Look through the records and report how many lines include the word "stays", with no other words.

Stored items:
______
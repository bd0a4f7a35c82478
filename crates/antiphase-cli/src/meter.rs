//! Text rendering of the two level meters.

use antiphase_core::{LEVEL_MAX, MeterReading};

/// Characters per bar.
pub const BAR_WIDTH: usize = 20;

/// One bar for a 0–100 level: `[#####---------------]`.
pub fn bar(level: f32, width: usize) -> String {
    let level = if level.is_finite() {
        level.clamp(0.0, LEVEL_MAX)
    } else {
        0.0
    };
    let filled = ((level / LEVEL_MAX) * width as f32).round() as usize;
    let filled = filled.min(width);
    format!("[{}{}]", "#".repeat(filled), "-".repeat(width - filled))
}

/// Both meters on one line.
pub fn meter_line(reading: MeterReading) -> String {
    format!(
        "in {} {:>3.0}  out {} {:>3.0}",
        bar(reading.input, BAR_WIDTH),
        reading.input,
        bar(reading.output, BAR_WIDTH),
        reading.output
    )
}

#[cfg(test)]
mod tests {
    use super::*;

    #[test]
    fn bar_extremes() {
        assert_eq!(bar(0.0, 4), "[----]");
        assert_eq!(bar(100.0, 4), "[####]");
        assert_eq!(bar(250.0, 4), "[####]");
        assert_eq!(bar(f32::NAN, 4), "[----]");
    }

    #[test]
    fn bar_rounds() {
        assert_eq!(bar(50.0, 10), "[#####-----]");
        assert_eq!(bar(14.0, 10), "[#---------]");
    }

    #[test]
    fn line_shows_both_levels() {
        let line = meter_line(MeterReading {
            input: 25.0,
            output: 75.0,
        });
        assert!(line.starts_with("in [#####"));
        assert!(line.contains(" 25"));
        assert!(line.contains("out [###############-----]  75"));
    }
}
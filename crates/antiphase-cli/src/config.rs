//! Loading session settings from TOML.

use antiphase_io::SessionConfig;
use std::path::{Path, PathBuf};
use thiserror::Error;

/// Errors that can occur while loading settings.
#[derive(Debug, Error)]
pub enum ConfigError {
    /// Failed to read a file
    #[error("failed to read file '{path}': {source}")]
    ReadFile {
        /// Path of the file that could not be read.
        path: PathBuf,
        /// Underlying I/O error.
        #[source]
        source: std::io::Error,
    },

    /// Failed to parse TOML
    #[error("failed to parse TOML: {0}")]
    TomlParse(#[from] toml::de::Error),

    /// Settings parsed but cannot be used
    #[error("invalid settings: {0}")]
    Invalid(#[from] antiphase_io::Error),
}

impl ConfigError {
    /// Create a read file error.
    pub fn read_file(path: impl Into<PathBuf>, source: std::io::Error) -> Self {
        ConfigError::ReadFile {
            path: path.into(),
            source,
        }
    }
}

/// Parse settings from TOML text.
pub fn parse_config(text: &str) -> Result<SessionConfig, ConfigError> {
    Ok(toml::from_str(text)?)
}

/// Load settings from `path`, or defaults when no path is given.
pub fn load_config(path: Option<&Path>) -> Result<SessionConfig, ConfigError> {
    let Some(path) = path else {
        return Ok(SessionConfig::default());
    };
    let text = std::fs::read_to_string(path).map_err(|e| ConfigError::read_file(path, e))?;
    let config = parse_config(&text)?;
    tracing::debug!(path = %path.display(), "settings loaded");
    Ok(config)
}

#[cfg(test)]
mod tests {
    use super::*;
    use std::io::Write;

    #[test]
    fn missing_path_gives_defaults() {
        assert_eq!(load_config(None).unwrap(), SessionConfig::default());
    }

    #[test]
    fn loads_file() {
        let mut file = tempfile::NamedTempFile::new().unwrap();
        writeln!(file, "buffer_size = 512\n[controls]\ndelay = 20.0").unwrap();
        let config = load_config(Some(file.path())).unwrap();
        assert_eq!(config.buffer_size, 512);
        assert_eq!(config.controls.delay, 20.0);
    }

    #[test]
    fn unreadable_file_names_the_path() {
        let err = load_config(Some(Path::new("/nonexistent/antiphase.toml"))).unwrap_err();
        assert!(matches!(err, ConfigError::ReadFile { .. }));
        assert!(err.to_string().contains("/nonexistent/antiphase.toml"));
        assert!(std::error::Error::source(&err).is_some());
    }

    #[test]
    fn bad_toml_is_a_parse_error() {
        let err = parse_config("sample_rate = \"fast\"").unwrap_err();
        assert!(matches!(err, ConfigError::TomlParse(_)));
        assert!(err.to_string().starts_with("failed to parse TOML"));
    }
}
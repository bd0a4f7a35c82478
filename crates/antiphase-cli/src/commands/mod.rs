//! CLI command implementations.

pub mod check;
pub mod devices;
pub mod run;
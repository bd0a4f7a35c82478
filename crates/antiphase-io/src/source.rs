//! Capture-to-pipeline hand-off.
//!
//! The capture stream and the output stream run on separate audio threads.
//! [`capture_channel`] connects them with a bounded lock-free channel: the
//! [`CaptureFeed`] side downmixes each captured frame to mono and pushes it,
//! the [`ChannelSource`] side is the pipeline's [`SampleSource`] and drains it
//! from the output callback.
//!
//! Neither side ever blocks. A full channel drops the newest samples; an empty
//! one makes the pipeline pad with silence. When the input clock runs ahead of
//! the output clock the backlog is trimmed so latency stays bounded.

use antiphase_core::SampleSource;
use crossbeam_channel::{Receiver, Sender, TrySendError};
use std::sync::Arc;
use std::sync::atomic::{AtomicBool, AtomicU64, Ordering};

use crate::backend::InputCallback;

/// Channel capacity, in device buffers.
const CAPACITY_BUFFERS: usize = 8;

/// Backlog kept before trimming, in device buffers.
const BACKLOG_BUFFERS: usize = 4;

/// Largest device buffer the channel is sized for, in frames.
pub(crate) const MAX_BUFFER_FRAMES: usize = 16384;

/// Create a connected feed/source pair.
///
/// `buffer_frames` is the device buffer size; one buffer of silence is queued
/// up front so the first output callbacks do not underrun. Sizes above
/// 16384 frames are clamped.
pub fn capture_channel(
    sample_rate: f32,
    channels: u16,
    buffer_frames: usize,
) -> (CaptureFeed, ChannelSource) {
    let buffer_frames = buffer_frames.clamp(1, MAX_BUFFER_FRAMES);
    let (tx, rx) = crossbeam_channel::bounded::<f32>(buffer_frames * CAPACITY_BUFFERS);
    for _ in 0..buffer_frames {
        let _ = tx.try_send(0.0);
    }

    let live = Arc::new(AtomicBool::new(true));
    let dropped = Arc::new(AtomicU64::new(0));
    let feed = CaptureFeed {
        tx,
        channels: usize::from(channels.max(1)),
        live: Arc::clone(&live),
        dropped: Arc::clone(&dropped),
    };
    let source = ChannelSource {
        rx,
        sample_rate,
        live,
        dropped,
        max_backlog: buffer_frames * BACKLOG_BUFFERS,
    };
    (feed, source)
}

/// Producer half, driven by the capture callback.
pub struct CaptureFeed {
    tx: Sender<f32>,
    channels: usize,
    live: Arc<AtomicBool>,
    dropped: Arc<AtomicU64>,
}

impl CaptureFeed {
    /// Downmix interleaved frames to mono and queue them.
    ///
    /// A trailing partial frame is ignored.
    pub fn push(&mut self, interleaved: &[f32]) {
        let scale = 1.0 / self.channels as f32;
        for frame in interleaved.chunks_exact(self.channels) {
            let mono = frame.iter().sum::<f32>() * scale;
            match self.tx.try_send(mono) {
                Ok(()) => {}
                Err(TrySendError::Full(_)) => {
                    self.dropped.fetch_add(1, Ordering::Relaxed);
                }
                Err(TrySendError::Disconnected(_)) => {
                    self.live.store(false, Ordering::Release);
                    return;
                }
            }
        }
    }

    /// Box this feed as a backend input callback.
    pub fn into_callback(self) -> InputCallback {
        let mut feed = self;
        Box::new(move |data: &[f32]| feed.push(data))
    }
}

impl Drop for CaptureFeed {
    fn drop(&mut self) {
        self.live.store(false, Ordering::Release);
    }
}

/// Mono [`SampleSource`] draining a [`CaptureFeed`].
pub struct ChannelSource {
    rx: Receiver<f32>,
    sample_rate: f32,
    live: Arc<AtomicBool>,
    dropped: Arc<AtomicU64>,
    max_backlog: usize,
}

impl ChannelSource {
    /// Samples the feed could not queue because the channel was full.
    pub fn dropped_samples(&self) -> u64 {
        self.dropped.load(Ordering::Relaxed)
    }

    /// Samples currently queued.
    pub fn backlog(&self) -> usize {
        self.rx.len()
    }
}

impl SampleSource for ChannelSource {
    fn sample_rate(&self) -> f32 {
        self.sample_rate
    }

    fn is_live(&self) -> bool {
        self.live.load(Ordering::Acquire)
    }

    fn read(&mut self, out: &mut [f32]) -> usize {
        let excess = self.rx.len().saturating_sub(self.max_backlog + out.len());
        for _ in 0..excess {
            if self.rx.try_recv().is_err() {
                break;
            }
        }

        let mut filled = 0;
        for slot in out.iter_mut() {
            match self.rx.try_recv() {
                Ok(sample) => {
                    *slot = sample;
                    filled += 1;
                }
                Err(_) => break,
            }
        }
        filled
    }
}

impl std::fmt::Debug for ChannelSource {
    fn fmt(&self, f: &mut std::fmt::Formatter<'_>) -> std::fmt::Result {
        f.debug_struct("ChannelSource")
            .field("sample_rate", &self.sample_rate)
            .field("backlog", &self.backlog())
            .field("live", &self.is_live())
            .finish_non_exhaustive()
    }
}
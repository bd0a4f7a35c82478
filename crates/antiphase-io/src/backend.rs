//! Pluggable audio backend abstraction.
//!
//! A running session needs two things from the platform: a capture stream on
//! the microphone (the *source*) and an output stream that pulls rendered
//! audio (the *context*). [`AudioBackend`] provides both, so the session
//! never sees platform types:
//!
//! ```text
//! ┌──────────────────────────────────┐
//! │             Session              │
//! └──────────────┬───────────────────┘
//!                │ uses AudioBackend trait
//!                ▼
//! ┌──────────────────────────────────┐
//! │        AudioBackend trait        │
//! │ acquire_source / create_context  │
//! └──────────────┬───────────────────┘
//!        ┌───────┴────────┐
//!        ▼                ▼
//! ┌─────────────┐  ┌─────────────┐
//! │ CpalBackend │  │ test mocks  │
//! └─────────────┘  └─────────────┘
//! ```
//!
//! Callbacks are boxed closures so the trait stays object-safe. Streams come
//! back as a [`StreamHandle`], which closes the stream when dropped.

use crate::{AudioDevice, Result};
use serde::{Deserialize, Serialize};

/// Configuration for opening one stream.
#[derive(Debug, Clone, PartialEq, Eq)]
pub struct BackendStreamConfig {
    /// Requested sample rate in Hz.
    pub sample_rate: u32,
    /// Preferred buffer size in frames.
    pub buffer_size: u32,
    /// Number of interleaved channels.
    pub channels: u16,
    /// Device name substring (system default if `None`).
    pub device_name: Option<String>,
}

impl Default for BackendStreamConfig {
    fn default() -> Self {
        Self {
            sample_rate: 48000,
            buffer_size: 256,
            channels: 1,
            device_name: None,
        }
    }
}

/// Which side of the device a stream uses.
#[derive(Debug, Clone, Copy, PartialEq, Eq)]
pub enum StreamDirection {
    /// Capture.
    Input,
    /// Playback.
    Output,
}

/// Processing the platform may apply to captured audio before we see it.
///
/// All off by default: the chain needs the raw microphone signal, and platform
/// echo cancellation would try to remove the very output it produces.
#[derive(Debug, Clone, Copy, Default, PartialEq, Eq, Serialize, Deserialize)]
#[serde(default)]
pub struct CaptureConstraints {
    /// Platform echo cancellation.
    pub echo_cancellation: bool,
    /// Platform noise suppression.
    pub noise_suppression: bool,
    /// Platform automatic gain control.
    pub auto_gain_control: bool,
}

impl CaptureConstraints {
    /// Whether any platform processing is requested.
    pub fn any_enabled(&self) -> bool {
        self.echo_cancellation || self.noise_suppression || self.auto_gain_control
    }
}

/// Backend-specific control over an open stream.
pub trait StreamControl: Send {
    /// Whether the stream is open but not yet running.
    fn is_suspended(&self) -> bool {
        false
    }

    /// Start or continue a suspended stream.
    fn resume(&mut self) -> Result<()>;

    /// Stop the stream and release the device. Called at most once.
    fn close(&mut self) -> Result<()>;
}

/// Type-erased open stream.
///
/// `close()` releases the device and may be called any number of times; only
/// the first call reaches the backend. Dropping an open handle closes it and
/// discards any error.
pub struct StreamHandle {
    inner: Option<Box<dyn StreamControl>>,
}

impl StreamHandle {
    /// Wrap a backend stream.
    pub fn new<T: StreamControl + 'static>(stream: T) -> Self {
        Self {
            inner: Some(Box::new(stream)),
        }
    }

    /// Whether the stream was created suspended and still needs [`resume`](Self::resume).
    pub fn is_suspended(&self) -> bool {
        self.inner.as_ref().is_some_and(|s| s.is_suspended())
    }

    /// Resume a suspended stream. No-op on a closed handle.
    pub fn resume(&mut self) -> Result<()> {
        match self.inner.as_mut() {
            Some(stream) => stream.resume(),
            None => Ok(()),
        }
    }

    /// Close the stream. Later calls return `Ok(())`.
    pub fn close(&mut self) -> Result<()> {
        match self.inner.take() {
            Some(mut stream) => stream.close(),
            None => Ok(()),
        }
    }

    /// Whether [`close`](Self::close) has been called.
    pub fn is_closed(&self) -> bool {
        self.inner.is_none()
    }
}

impl Drop for StreamHandle {
    fn drop(&mut self) {
        let _ = self.close();
    }
}

impl std::fmt::Debug for StreamHandle {
    fn fmt(&self, f: &mut std::fmt::Formatter<'_>) -> std::fmt::Result {
        f.debug_struct("StreamHandle")
            .field("closed", &self.is_closed())
            .finish_non_exhaustive()
    }
}

/// Audio output callback.
///
/// Runs on the real-time audio thread and must fill the whole buffer with
/// interleaved samples (`[L0, R0, L1, R1, ...]` for stereo). Must not
/// allocate, lock or block.
pub type OutputCallback = Box<dyn FnMut(&mut [f32]) + Send>;

/// Audio input callback, called with interleaved captured samples.
pub type InputCallback = Box<dyn FnMut(&[f32]) + Send>;

/// Called with a human-readable message when a stream reports an error.
pub type ErrorCallback = Box<dyn FnMut(&str) + Send>;

/// Pluggable audio backend.
///
/// Object-safe, so sessions can also be driven through `Box<dyn AudioBackend>`.
pub trait AudioBackend: Send {
    /// Human-readable name of this backend (e.g., "cpal", "mock").
    fn name(&self) -> &str;

    /// List all available audio devices.
    fn list_devices(&self) -> Result<Vec<AudioDevice>>;

    /// Get the default output device, if any.
    fn default_output_device(&self) -> Result<Option<AudioDevice>>;

    /// Get the default input device, if any.
    fn default_input_device(&self) -> Result<Option<AudioDevice>>;

    /// Open and start the microphone capture stream.
    ///
    /// `callback` receives captured interleaved samples on the audio thread.
    /// Fails if the device is missing, access is denied, or the configuration
    /// is unsupported.
    fn acquire_source(
        &self,
        config: &BackendStreamConfig,
        constraints: &CaptureConstraints,
        callback: InputCallback,
        error_callback: ErrorCallback,
    ) -> Result<StreamHandle>;

    /// Open the output context.
    ///
    /// `callback` is pulled on the audio thread for every output buffer. The
    /// returned stream may be suspended; callers check
    /// [`StreamHandle::is_suspended`] and resume it.
    fn create_context(
        &self,
        config: &BackendStreamConfig,
        callback: OutputCallback,
        error_callback: ErrorCallback,
    ) -> Result<StreamHandle>;

    /// Sample rate the backend will actually run `config` at.
    ///
    /// Default returns the requested rate unchanged.
    fn actual_sample_rate(&self, config: &BackendStreamConfig) -> u32 {
        config.sample_rate
    }

    /// Channel count a stream in `direction` will be opened with.
    ///
    /// Default returns `config.channels`.
    fn preferred_channels(&self, direction: StreamDirection, config: &BackendStreamConfig) -> u16 {
        let _ = direction;
        config.channels
    }
}

impl<B: AudioBackend + ?Sized> AudioBackend for Box<B> {
    fn name(&self) -> &str {
        (**self).name()
    }

    fn list_devices(&self) -> Result<Vec<AudioDevice>> {
        (**self).list_devices()
    }

    fn default_output_device(&self) -> Result<Option<AudioDevice>> {
        (**self).default_output_device()
    }

    fn default_input_device(&self) -> Result<Option<AudioDevice>> {
        (**self).default_input_device()
    }

    fn acquire_source(
        &self,
        config: &BackendStreamConfig,
        constraints: &CaptureConstraints,
        callback: InputCallback,
        error_callback: ErrorCallback,
    ) -> Result<StreamHandle> {
        (**self).acquire_source(config, constraints, callback, error_callback)
    }

    fn create_context(
        &self,
        config: &BackendStreamConfig,
        callback: OutputCallback,
        error_callback: ErrorCallback,
    ) -> Result<StreamHandle> {
        (**self).create_context(config, callback, error_callback)
    }

    fn actual_sample_rate(&self, config: &BackendStreamConfig) -> u32 {
        (**self).actual_sample_rate(config)
    }

    fn preferred_channels(&self, direction: StreamDirection, config: &BackendStreamConfig) -> u16 {
        (**self).preferred_channels(direction, config)
    }
}
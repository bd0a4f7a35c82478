//! cpal-based audio backend implementation.
//!
//! [`CpalBackend`] is the default [`AudioBackend`]: ALSA on Linux, CoreAudio on
//! macOS, WASAPI on Windows. Both streams are opened with f32 samples and a
//! fixed buffer size and start playing immediately, so contexts are never
//! handed back suspended.
//!
//! cpal delivers raw device samples, so the capture constraints can only ever
//! be honoured in their default (all off) form. A request to turn any of them
//! on is logged and ignored.

use crate::backend::{
    AudioBackend, BackendStreamConfig, CaptureConstraints, ErrorCallback, InputCallback,
    OutputCallback, StreamControl, StreamDirection, StreamHandle,
};
use crate::device::device_name;
use crate::{AudioDevice, Error, Result};
use cpal::Host;
use cpal::traits::{DeviceTrait, HostTrait, StreamTrait};

/// cpal-based audio backend.
///
/// Holds a cpal [`Host`], the connection to the platform's audio system.
pub struct CpalBackend {
    host: Host,
}

impl CpalBackend {
    /// Create a backend on the platform's default audio host.
    pub fn new() -> Self {
        let host = cpal::default_host();
        tracing::info!(host = host.id().name(), "cpal backend initialized");
        Self { host }
    }

    /// Find a device by case-insensitive name substring, or return the default.
    fn find_device(&self, direction: StreamDirection, name: Option<&str>) -> Result<cpal::Device> {
        let Some(search) = name else {
            let device = match direction {
                StreamDirection::Input => self.host.default_input_device(),
                StreamDirection::Output => self.host.default_output_device(),
            };
            return device.ok_or(Error::NoDevice);
        };

        let search_lower = search.to_lowercase();
        let devices: Vec<cpal::Device> = match direction {
            StreamDirection::Input => self.host.input_devices(),
            StreamDirection::Output => self.host.output_devices(),
        }
        .map_err(|e| Error::Stream(e.to_string()))?
        .collect();

        devices
            .into_iter()
            .find(|device| {
                device_name(device)
                    .is_ok_and(|dev_name| dev_name.to_lowercase().contains(&search_lower))
            })
            .ok_or_else(|| {
                let kind = match direction {
                    StreamDirection::Input => "input",
                    StreamDirection::Output => "output",
                };
                Error::DeviceNotFound(format!("no {} device matching '{}'", kind, search))
            })
    }

    fn stream_config(config: &BackendStreamConfig) -> cpal::StreamConfig {
        cpal::StreamConfig {
            channels: config.channels,
            sample_rate: config.sample_rate,
            buffer_size: cpal::BufferSize::Fixed(config.buffer_size),
        }
    }
}

impl Default for CpalBackend {
    fn default() -> Self {
        Self::new()
    }
}

/// A playing cpal stream. Dropping the inner stream stops it.
struct CpalStream {
    stream: Option<cpal::Stream>,
    direction: StreamDirection,
}

impl StreamControl for CpalStream {
    fn resume(&mut self) -> Result<()> {
        match &self.stream {
            Some(stream) => stream.play().map_err(|e| Error::Stream(e.to_string())),
            None => Ok(()),
        }
    }

    fn close(&mut self) -> Result<()> {
        if self.stream.take().is_some() {
            tracing::info!(direction = ?self.direction, "stream closed");
        }
        Ok(())
    }
}

impl AudioBackend for CpalBackend {
    fn name(&self) -> &'static str {
        "cpal"
    }

    fn list_devices(&self) -> Result<Vec<AudioDevice>> {
        // Same host: CpalBackend always uses the default one.
        crate::device::list_devices()
    }

    fn default_output_device(&self) -> Result<Option<AudioDevice>> {
        let (_, output) = crate::device::default_device()?;
        Ok(output)
    }

    fn default_input_device(&self) -> Result<Option<AudioDevice>> {
        let (input, _) = crate::device::default_device()?;
        Ok(input)
    }

    fn acquire_source(
        &self,
        config: &BackendStreamConfig,
        constraints: &CaptureConstraints,
        mut callback: InputCallback,
        mut error_callback: ErrorCallback,
    ) -> Result<StreamHandle> {
        if constraints.any_enabled() {
            tracing::warn!(
                ?constraints,
                "cpal captures raw input; capture processing constraints are ignored"
            );
        }

        let device = self.find_device(StreamDirection::Input, config.device_name.as_deref())?;
        let stream = device
            .build_input_stream(
                &Self::stream_config(config),
                move |data: &[f32], _: &cpal::InputCallbackInfo| {
                    callback(data);
                },
                move |err| {
                    error_callback(&err.to_string());
                },
                None,
            )
            .map_err(|e| Error::Stream(e.to_string()))?;

        stream.play().map_err(|e| Error::Stream(e.to_string()))?;
        tracing::info!(
            device = %device_name(&device).unwrap_or_default(),
            channels = config.channels,
            sample_rate = config.sample_rate,
            "input stream started"
        );

        Ok(StreamHandle::new(CpalStream {
            stream: Some(stream),
            direction: StreamDirection::Input,
        }))
    }

    fn create_context(
        &self,
        config: &BackendStreamConfig,
        mut callback: OutputCallback,
        mut error_callback: ErrorCallback,
    ) -> Result<StreamHandle> {
        let device = self.find_device(StreamDirection::Output, config.device_name.as_deref())?;
        let stream = device
            .build_output_stream(
                &Self::stream_config(config),
                move |data: &mut [f32], _: &cpal::OutputCallbackInfo| {
                    callback(data);
                },
                move |err| {
                    error_callback(&err.to_string());
                },
                None,
            )
            .map_err(|e| Error::Stream(e.to_string()))?;

        stream.play().map_err(|e| Error::Stream(e.to_string()))?;
        tracing::info!(
            device = %device_name(&device).unwrap_or_default(),
            channels = config.channels,
            sample_rate = config.sample_rate,
            "output stream started"
        );

        Ok(StreamHandle::new(CpalStream {
            stream: Some(stream),
            direction: StreamDirection::Output,
        }))
    }

    fn preferred_channels(&self, direction: StreamDirection, config: &BackendStreamConfig) -> u16 {
        let Ok(device) = self.find_device(direction, config.device_name.as_deref()) else {
            return config.channels;
        };
        let default_config = match direction {
            StreamDirection::Input => device.default_input_config(),
            StreamDirection::Output => device.default_output_config(),
        };
        default_config.map_or(config.channels, |c| c.channels())
    }
}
______
> _Answer to this exercise_: 2